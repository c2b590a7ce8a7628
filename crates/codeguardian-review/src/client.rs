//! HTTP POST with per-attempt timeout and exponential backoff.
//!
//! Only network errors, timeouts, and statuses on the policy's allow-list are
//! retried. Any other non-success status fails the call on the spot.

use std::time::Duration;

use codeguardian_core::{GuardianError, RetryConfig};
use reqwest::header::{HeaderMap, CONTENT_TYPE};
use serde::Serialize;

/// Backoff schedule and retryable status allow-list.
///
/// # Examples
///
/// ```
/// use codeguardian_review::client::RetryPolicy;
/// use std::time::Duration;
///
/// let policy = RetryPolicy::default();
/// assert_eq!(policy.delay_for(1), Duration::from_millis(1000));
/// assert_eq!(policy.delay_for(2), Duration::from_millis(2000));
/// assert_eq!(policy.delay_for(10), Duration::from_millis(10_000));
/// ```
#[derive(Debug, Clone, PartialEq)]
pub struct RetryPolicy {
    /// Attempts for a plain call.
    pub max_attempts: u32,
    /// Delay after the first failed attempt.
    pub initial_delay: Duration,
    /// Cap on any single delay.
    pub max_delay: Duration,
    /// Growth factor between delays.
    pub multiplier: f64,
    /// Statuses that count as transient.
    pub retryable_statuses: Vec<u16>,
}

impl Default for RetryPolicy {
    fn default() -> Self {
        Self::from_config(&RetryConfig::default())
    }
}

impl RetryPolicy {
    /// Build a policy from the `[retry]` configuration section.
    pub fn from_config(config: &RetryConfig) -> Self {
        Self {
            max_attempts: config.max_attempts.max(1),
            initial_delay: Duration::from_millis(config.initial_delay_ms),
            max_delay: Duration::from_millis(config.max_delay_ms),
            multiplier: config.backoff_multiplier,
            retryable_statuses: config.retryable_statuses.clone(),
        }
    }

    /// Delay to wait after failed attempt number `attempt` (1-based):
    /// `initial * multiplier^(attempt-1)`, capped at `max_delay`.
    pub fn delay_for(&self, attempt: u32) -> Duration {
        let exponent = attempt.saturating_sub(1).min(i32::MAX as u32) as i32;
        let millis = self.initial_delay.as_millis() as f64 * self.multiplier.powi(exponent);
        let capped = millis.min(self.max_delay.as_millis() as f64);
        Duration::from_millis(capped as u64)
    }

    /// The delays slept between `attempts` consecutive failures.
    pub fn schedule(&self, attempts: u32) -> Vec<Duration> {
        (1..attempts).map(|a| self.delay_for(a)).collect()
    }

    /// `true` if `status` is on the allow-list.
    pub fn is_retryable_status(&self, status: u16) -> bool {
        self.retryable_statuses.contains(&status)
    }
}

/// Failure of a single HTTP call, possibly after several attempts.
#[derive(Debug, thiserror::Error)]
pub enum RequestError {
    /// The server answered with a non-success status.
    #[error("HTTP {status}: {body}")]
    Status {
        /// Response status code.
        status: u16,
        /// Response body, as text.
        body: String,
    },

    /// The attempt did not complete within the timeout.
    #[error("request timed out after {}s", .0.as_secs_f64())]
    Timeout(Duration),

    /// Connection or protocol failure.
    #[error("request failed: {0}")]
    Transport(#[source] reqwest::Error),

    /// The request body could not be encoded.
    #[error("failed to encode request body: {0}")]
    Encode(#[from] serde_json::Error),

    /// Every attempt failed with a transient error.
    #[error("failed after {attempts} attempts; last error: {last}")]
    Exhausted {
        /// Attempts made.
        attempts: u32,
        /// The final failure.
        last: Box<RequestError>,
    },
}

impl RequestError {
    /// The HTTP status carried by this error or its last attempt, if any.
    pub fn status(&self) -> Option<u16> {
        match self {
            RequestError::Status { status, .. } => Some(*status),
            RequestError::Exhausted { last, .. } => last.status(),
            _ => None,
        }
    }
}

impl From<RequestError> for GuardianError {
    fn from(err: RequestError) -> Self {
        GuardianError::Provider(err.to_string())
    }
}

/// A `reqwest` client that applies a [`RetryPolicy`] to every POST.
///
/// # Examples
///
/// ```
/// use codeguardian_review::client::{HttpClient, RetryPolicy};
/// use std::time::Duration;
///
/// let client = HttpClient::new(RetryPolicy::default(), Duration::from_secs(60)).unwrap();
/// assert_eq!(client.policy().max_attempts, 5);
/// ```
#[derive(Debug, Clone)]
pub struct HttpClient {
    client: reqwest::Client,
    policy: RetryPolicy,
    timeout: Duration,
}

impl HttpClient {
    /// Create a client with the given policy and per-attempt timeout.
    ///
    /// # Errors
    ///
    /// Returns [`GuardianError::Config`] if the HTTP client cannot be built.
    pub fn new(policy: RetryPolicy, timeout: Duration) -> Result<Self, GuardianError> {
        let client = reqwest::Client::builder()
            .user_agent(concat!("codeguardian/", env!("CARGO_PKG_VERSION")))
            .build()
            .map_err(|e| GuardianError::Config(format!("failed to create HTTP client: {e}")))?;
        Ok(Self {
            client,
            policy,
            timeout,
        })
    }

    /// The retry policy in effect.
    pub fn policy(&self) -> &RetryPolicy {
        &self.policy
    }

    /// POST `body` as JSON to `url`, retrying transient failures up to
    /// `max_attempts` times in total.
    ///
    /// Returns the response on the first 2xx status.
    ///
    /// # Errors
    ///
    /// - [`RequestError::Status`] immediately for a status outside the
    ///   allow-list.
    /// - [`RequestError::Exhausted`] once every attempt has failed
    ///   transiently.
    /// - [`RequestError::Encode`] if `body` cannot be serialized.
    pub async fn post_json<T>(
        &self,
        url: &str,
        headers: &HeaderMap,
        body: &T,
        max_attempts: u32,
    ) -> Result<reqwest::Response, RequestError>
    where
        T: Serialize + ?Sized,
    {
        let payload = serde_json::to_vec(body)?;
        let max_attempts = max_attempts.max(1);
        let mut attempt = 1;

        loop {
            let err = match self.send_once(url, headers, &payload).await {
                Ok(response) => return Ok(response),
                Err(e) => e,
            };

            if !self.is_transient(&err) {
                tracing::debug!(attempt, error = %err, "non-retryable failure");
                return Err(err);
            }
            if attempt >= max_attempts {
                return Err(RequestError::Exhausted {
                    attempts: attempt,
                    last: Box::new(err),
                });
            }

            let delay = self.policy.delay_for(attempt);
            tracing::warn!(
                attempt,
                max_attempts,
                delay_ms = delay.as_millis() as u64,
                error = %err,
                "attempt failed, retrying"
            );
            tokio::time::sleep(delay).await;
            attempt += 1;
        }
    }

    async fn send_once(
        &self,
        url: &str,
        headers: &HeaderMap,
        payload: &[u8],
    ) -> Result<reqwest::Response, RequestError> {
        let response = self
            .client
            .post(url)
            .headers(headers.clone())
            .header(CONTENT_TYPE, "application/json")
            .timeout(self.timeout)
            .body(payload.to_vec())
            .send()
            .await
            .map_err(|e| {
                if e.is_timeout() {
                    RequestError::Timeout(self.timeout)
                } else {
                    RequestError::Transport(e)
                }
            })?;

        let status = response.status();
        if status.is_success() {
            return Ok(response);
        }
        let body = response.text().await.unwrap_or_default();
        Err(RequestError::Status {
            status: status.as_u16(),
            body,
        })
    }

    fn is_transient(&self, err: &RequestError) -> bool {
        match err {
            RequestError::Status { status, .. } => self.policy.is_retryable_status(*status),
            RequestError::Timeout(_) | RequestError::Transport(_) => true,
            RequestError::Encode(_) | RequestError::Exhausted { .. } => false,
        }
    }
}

----

* Exercise goal: Down to the last line, return the data above exactly.

* Response to this exercise:
repository c2b590a7ce8a7628
filename crates/codeguardian-review/src/client.rs
//! HTTP POST with per-attempt timeout and exponential backoff.
//!
//! Only network errors, timeouts, and statuses on the policy's allow-list are
//! retried. Any other non-success status fails the call on the spot.

use std::time::Duration;

use codeguardian_core::{GuardianError, RetryConfig};
use reqwest::header::{HeaderMap, CONTENT_TYPE};
use serde::Serialize;

/// Backoff schedule and retryable status allow-list.
///
/// # Examples
///
/// ```
/// use codeguardian_review::client::RetryPolicy;
/// use std::time::Duration;
///
/// let policy = RetryPolicy::default();
/// assert_eq!(policy.delay_for(1), Duration::from_millis(1000));
/// assert_eq!(policy.delay_for(2), Duration::from_millis(2000));
/// assert_eq!(policy.delay_for(10), Duration::from_millis(10_000));
/// ```
#[derive(Debug, Clone, PartialEq)]
pub struct RetryPolicy {
    /// Attempts for a plain call.
    pub max_attempts: u32,
    /// Delay after the first failed attempt.
    pub initial_delay: Duration,
    /// Cap on any single delay.
    pub max_delay: Duration,
    /// Growth factor between delays.
    pub multiplier: f64,
    /// Statuses that count as transient.
    pub retryable_statuses: Vec<u16>,
}

impl Default for RetryPolicy {
    fn default() -> Self {
        Self::from_config(&RetryConfig::default())
    }
}

impl RetryPolicy {
    /// Build a policy from the `[retry]` configuration section.
    pub fn from_config(config: &RetryConfig) -> Self {
        Self {
            max_attempts: config.max_attempts.max(1),
            initial_delay: Duration::from_millis(config.initial_delay_ms),
            max_delay: Duration::from_millis(config.max_delay_ms),
            multiplier: config.backoff_multiplier,
            retryable_statuses: config.retryable_statuses.clone(),
        }
    }

    /// Delay to wait after failed attempt number `attempt` (1-based):
    /// `initial * multiplier^(attempt-1)`, capped at `max_delay`.
    pub fn delay_for(&self, attempt: u32) -> Duration {
        let exponent = attempt.saturating_sub(1).min(i32::MAX as u32) as i32;
        let millis = self.initial_delay.as_millis() as f64 * self.multiplier.powi(exponent);
        let capped = millis.min(self.max_delay.as_millis() as f64);
        Duration::from_millis(capped as u64)
    }

    /// The delays slept between `attempts` consecutive failures.
    pub fn schedule(&self, attempts: u32) -> Vec<Duration> {
        (1..attempts).map(|a| self.delay_for(a)).collect()
    }

    /// `true` if `status` is on the allow-list.
    pub fn is_retryable_status(&self, status: u16) -> bool {
        self.retryable_statuses.contains(&status)
    }
}

/// Failure of a single HTTP call, possibly after several attempts.
#[derive(Debug, thiserror::Error)]
pub enum RequestError {
    /// The server answered with a non-success status.
    #[error("HTTP {status}: {body}")]
    Status {
        /// Response status code.
        status: u16,
        /// Response body, as text.
        body: String,
    },

    /// The attempt did not complete within the timeout.
    #[error("request timed out after {}s", .0.as_secs_f64())]
    Timeout(Duration),

    /// Connection or protocol failure.
    #[error("request failed: {0}")]
    Transport(#[source] reqwest::Error),

    /// The request body could not be encoded.
    #[error("failed to encode request body: {0}")]
    Encode(#[from] serde_json::Error),

    /// Every attempt failed with a transient error.
    #[error("failed after {attempts} attempts; last error: {last}")]
    Exhausted {
        /// Attempts made.
        attempts: u32,
        /// The final failure.
        last: Box<RequestError>,
    },
}

impl RequestError {
    /// The HTTP status carried by this error or its last attempt, if any.
    pub fn status(&self) -> Option<u16> {
        match self {
            RequestError::Status { status, .. } => Some(*status),
            RequestError::Exhausted { last, .. } => last.status(),
            _ => None,
        }
    }
}

impl From<RequestError> for GuardianError {
    fn from(err: RequestError) -> Self {
        GuardianError::Provider(err.to_string())
    }
}

/// A `reqwest` client that applies a [`RetryPolicy`] to every POST.
///
/// # Examples
///
/// ```
/// use codeguardian_review::client::{HttpClient, RetryPolicy};
/// use std::time::Duration;
///
/// let client = HttpClient::new(RetryPolicy::default(), Duration::from_secs(60)).unwrap();
/// assert_eq!(client.policy().max_attempts, 5);
/// ```
#[derive(Debug, Clone)]
pub struct HttpClient {
    client: reqwest::Client,
    policy: RetryPolicy,
    timeout: Duration,
}

impl HttpClient {
    /// Create a client with the given policy and per-attempt timeout.
    ///
    /// # Errors
    ///
    /// Returns [`GuardianError::Config`] if the HTTP client cannot be built.
    pub fn new(policy: RetryPolicy, timeout: Duration) -> Result<Self, GuardianError> {
        let client = reqwest::Client::builder()
            .user_agent(concat!("codeguardian/", env!("CARGO_PKG_VERSION")))
            .build()
            .map_err(|e| GuardianError::Config(format!("failed to create HTTP client: {e}")))?;
        Ok(Self {
            client,
            policy,
            timeout,
        })
    }

    /// The retry policy in effect.
    pub fn policy(&self) -> &RetryPolicy {
        &self.policy
    }

    /// POST `body` as JSON to `url`, retrying transient failures up to
    /// `max_attempts` times in total.
    ///
    /// Returns the response on the first 2xx status.
    ///
    /// # Errors
    ///
    /// - [`RequestError::Status`] immediately for a status outside the
    ///   allow-list.
    /// - [`RequestError::Exhausted`] once every attempt has failed
    ///   transiently.
    /// - [`RequestError::Encode`] if `body` cannot be serialized.
    pub async fn post_json<T>(
        &self,
        url: &str,
        headers: &HeaderMap,
        body: &T,
        max_attempts: u32,
    ) -> Result<reqwest::Response, RequestError>
    where
        T: Serialize + ?Sized,
    {
        let payload = serde_json::to_vec(body)?;
        let max_attempts = max_attempts.max(1);
        let mut attempt = 1;

        loop {
            let err = match self.send_once(url, headers, &payload).await {
                Ok(response) => return Ok(response),
                Err(e) => e,
            };

            if !self.is_transient(&err) {
                tracing::debug!(attempt, error = %err, "non-retryable failure");
                return Err(err);
            }
            if attempt >= max_attempts {
                return Err(RequestError::Exhausted {
                    attempts: attempt,
                    last: Box::new(err),
                });
            }

            let delay = self.policy.delay_for(attempt);
            tracing::warn!(
                attempt,
                max_attempts,
                delay_ms = delay.as_millis() as u64,
                error = %err,
                "attempt failed, retrying"
            );
            tokio::time::sleep(delay).await;
            attempt += 1;
        }
    }

    async fn send_once(
        &self,
        url: &str,
        headers: &HeaderMap,
        payload: &[u8],
    ) -> Result<reqwest::Response, RequestError> {
        let response = self
            .client
            .post(url)
            .headers(headers.clone())
            .header(CONTENT_TYPE, "application/json")
            .timeout(self.timeout)
            .body(payload.to_vec())
            .send()
            .await
            .map_err(|e| {
                if e.is_timeout() {
                    RequestError::Timeout(self.timeout)
                } else {
                    RequestError::Transport(e)
                }
            })?;

        let status = response.status();
        if status.is_success() {
            return Ok(response);
        }
        let body = response.text().await.unwrap_or_default();
        Err(RequestError::Status {
            status: status.as_u16(),
            body,
        })
    }

    fn is_transient(&self, err: &RequestError) -> bool {
        match err {
            RequestError::Status { status, .. } => self.policy.is_retryable_status(*status),
            RequestError::Timeout(_) | RequestError::Transport(_) => true,
            RequestError::Encode(_) | RequestError::Exhausted { .. } => false,
        }
    }
}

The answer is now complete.